Structural basis of adhesion GPCR GPR110 activation by stalk peptide and G-proteins coupling

• Published in: Nature communications Vol. 13; no. 1; p. 5513
• Main Authors: Zhu, Xinyan, Qian, Yu, Li, Xiaowan, Xu, Zhenmei, Xia, Ruixue, Wang, Na, Liang, Jiale, Yin, Han, Zhang, Anqi, Guo, Changyou, Wang, Guangfu, He, Yuanzheng
• Format: Journal Article
• Language: English
• Published: London Nature Publishing Group UK 20.09.2022; Nature Publishing Group; Nature Portfolio
• Subjects: 101/28; 631/535/1258/1259; 631/80/86/2363; 82/80; Adhesion; Coupling; Electron microscopy; G protein-coupled receptors; Humanities and Social Sciences; Hydrophobicity; multidisciplinary; Peptides; Physiology; Proteins; Receptors; Science; Science (multidisciplinary); Selectivity
• ISSN: 2041-1723; 2041-1723
• DOI: 10.1038/s41467-022-33173-4

Adhesion G protein-coupled receptors (aGPCRs) are keys of many physiological events and attractive targets for various diseases. aGPCRs are also known to be capable of self-activation via an autoproteolysis process that removes the inhibitory GAIN domain on the extracellular side of receptor and releases a stalk peptide to bind and activate the transmembrane side of receptor. However, the detailed mechanism of aGPCR activation remains elusive. Here, we report the cryo-electron microscopy structures of GPR110 (ADGRF1), a member of aGPCR, in complex with G q , G s , G i , G 12 and G 13. The structures reveal distinctive ligand engaging model and activation conformations of GPR110. The structures also unveil the rarely explored GPCR/G 12 and GPCR/G 13 engagements.

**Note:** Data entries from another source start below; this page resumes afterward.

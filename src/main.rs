//! Fixed-duration IQ burst recorder for SoapySDR receivers
//!
//! Tunes one or two RX channels, records a single burst of
//! `samprate * time` complex samples, and writes one normalized complex64
//! file per channel.

use std::path::PathBuf;
use std::process::ExitCode;

use clap::{ArgAction, Parser};
use tracing::{error, info};

use limecap::{CaptureConfig, DeviceSession, Error, Result, RxChannel};

#[derive(Parser, Debug)]
#[command(author, version, about = "Fixed-duration IQ burst recorder for SoapySDR receivers", long_about = None)]
struct Args {
    /// Local oscillator frequency in Hz
    #[arg(long)]
    center: Option<f64>,

    /// Measurement time in seconds
    #[arg(long)]
    time: Option<f64>,

    /// Sampling rate in samples per second
    #[arg(long)]
    samprate: Option<f64>,

    /// Baseband filter bandwidth in Hz
    #[arg(long)]
    bw: Option<f64>,

    /// Channels to read data from (1 or 2, one or two values)
    #[arg(long, num_args = 1..=2, value_name = "CH")]
    channel: Vec<u8>,

    /// Path to the saved file, one per selected channel
    #[arg(long, num_args = 1..=2, value_name = "PATH")]
    filename: Vec<PathBuf>,

    /// SoapySDR device arguments
    #[arg(long = "args", default_value = "driver=lime", value_name = "ARGS")]
    device_args: String,

    /// List available SoapySDR devices and exit
    #[arg(long, default_value_t = false)]
    list_devices: bool,

    /// Verbosity level (-v=debug, -vv=trace)
    #[arg(short, long, action = ArgAction::Count)]
    verbose: u8,
}

fn main() -> ExitCode {
    let args = Args::parse();

    let log_level = match args.verbose {
        0 => tracing::Level::INFO,
        1 => tracing::Level::DEBUG,
        _ => tracing::Level::TRACE,
    };

    let _ = tracing_subscriber::fmt()
        .with_max_level(log_level)
        .with_writer(std::io::stderr)
        .try_init();

    match run(args) {
        Ok(()) => ExitCode::SUCCESS,
        Err(err) => {
            error!("{}", err);
            ExitCode::FAILURE
        }
    }
}

fn run(args: Args) -> Result<()> {
    if args.list_devices {
        return list_devices(&args.device_args);
    }

    let (Some(time), Some(samprate), Some(bw)) = (args.time, args.samprate, args.bw) else {
        return Err(Error::config("no parameters were given"));
    };
    if args.channel.is_empty() || args.filename.is_empty() {
        return Err(Error::config("no parameters were given"));
    }
    if args.channel.len() != args.filename.len() {
        return Err(Error::config("channels amount not equal to amount of files"));
    }

    let channels = args
        .channel
        .iter()
        .map(|&n| RxChannel::from_number(n))
        .collect::<Result<Vec<_>>>()?;

    let center = args.center.unwrap_or_default();
    info!("central frequency set to {} Hz", center);
    info!("measurement time set to {} sec", time);
    info!("sampling rate set to {} samples/sec", samprate);
    info!("bandwidth set to {} Hz", bw);
    info!("reading from channels {:?}", args.channel);

    let mut config = CaptureConfig::new(center, time, samprate, bw, channels);
    config.device_args = args.device_args.clone();

    let session = DeviceSession::open(&config)?;
    let records = session.capture()?;

    for (record, path) in records.iter().zip(&args.filename) {
        record.write_to(path)?;
        info!("file saved as {}", path.display());
    }

    Ok(())
}

fn list_devices(device_args: &str) -> Result<()> {
    let devices = soapysdr::enumerate(device_args)?;
    if devices.is_empty() {
        info!("no SoapySDR devices found");
        return Ok(());
    }
    for (index, device) in devices.iter().enumerate() {
        println!("[{}] {}", index, device);
    }
    Ok(())
}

A comparison of G q , G s , G i , G 12 and G 13 engagements with GPR110 reveals details of G-protein engagement, including a dividing point at the far end of the alpha helix 5 (αH5) of Gα subunit that separates G q /G s engagements from G i /G 12 /G 13 engagements. This is also where G q /G s bind the receptor through both hydrophobic and polar interaction, while G i /G 12 /G 13 engage receptor mainly through hydrophobic interaction. We further provide physiological evidence of GPR110 activation via stalk peptide. Taken together, our study fills the missing information of GPCR/G-protein engagement and provides a framework for understanding aGPCR activation and GPR110 signaling. aGPCRs play key roles in multiple physiological processes. Here the authors report cryo-EM structures of GPR110 in complexes with G q , G s , G i , G 12 and G 13 protein to reveal a detailed mechanism of aGPCR activation via the tethered stalk peptide and principles of G-protein coupling and selectivity on GPR110.